The only remaining charge made is that a list of the company's stockholders is sought by the relator because it has a commercial value, and can be sold as an investment list and sent broadcast over the country — a thing detrimental, it is said, to the corporation and to its stockholders. It is not asserted, it will be noted, that the relator purposes to make a sale in the manner recited of the information obtained by him. But assuming that the allegation is tantamount to such a charge, it is not easy then to discover how such sale, although an abuse of privilege and unworthy of reputable business men as it might be, could be detrimental to the interests of the corporation as such.
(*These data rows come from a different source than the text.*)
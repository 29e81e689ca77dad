//! Line-oriented text format for saving and loading a canvas.
//!
//! ```text
//! x;y;name                    one line per town, in insertion order
//! indexA;indexB;distance;trail one line per path
//! ```
//!
//! Path endpoints are zero-based positions among the town lines of the same
//! file. The trail column is written for inspection only: loading restores
//! positions, names and distances, and the colony reset that follows puts
//! every trail back to the floor.

mod format;

pub use format::{load_from, load_str, save_to, to_persisted_string};
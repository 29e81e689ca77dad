//! Injectable uniform random sources.
//!
//! - [`RandomSource`] — the trait the colony draws from
//! - [`SeededRandom`] — reproducible `StdRng` wrapper, or OS-seeded for production
//! - [`ScriptedRandom`] — replays a fixed list of values, for tests

mod source;

pub use source::{RandomSource, ScriptedRandom, SeededRandom};
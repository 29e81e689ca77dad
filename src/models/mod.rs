//! Graph model: towns, the paths between them, and the canvas that owns both.
//!
//! Towns and paths live in the [`Canvas`] and are referred to everywhere else
//! through the copyable handles [`TownId`] and [`PathId`]. A handle to a
//! deleted entity simply stops resolving; it never dangles.

mod canvas;
mod path;
mod town;

pub use canvas::{Canvas, DEFAULT_INITIAL_TAU, DEFAULT_TOWN_SIZE};
pub use path::{canonical_pair, Path, PathId, DISTANCE_SCALE};
pub use town::{Town, TownId};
To the stockholders the result might be annoyance from the receipt of alluring proposals to part with their money in ways which, if consented to, might prove to be permanent. How they could be otherwise affected detrimentally is not apparent. But whatever evil incidents might be expected to attend the policy of limited publicity enacted into the law, and assuming that the allegations conform to the fact, we must presume that the General Assembly took them into account and weighed them against the anticipated benefits in determining upon it. Whatever possibilities of evil may lie in the policy adopted, they are inherent in the system, and do not arise from exceptional cases of misuse or abuse. If we were to say that the right given by statute should not be enforced for the reason that harmful results might follow, we should be usurping the functions of the legislative department in making practical repeal of the statute and transgressing the comparatively narrow limits of proper judicial action already indicated.

There is no error.

In this opinion the other judges concurred.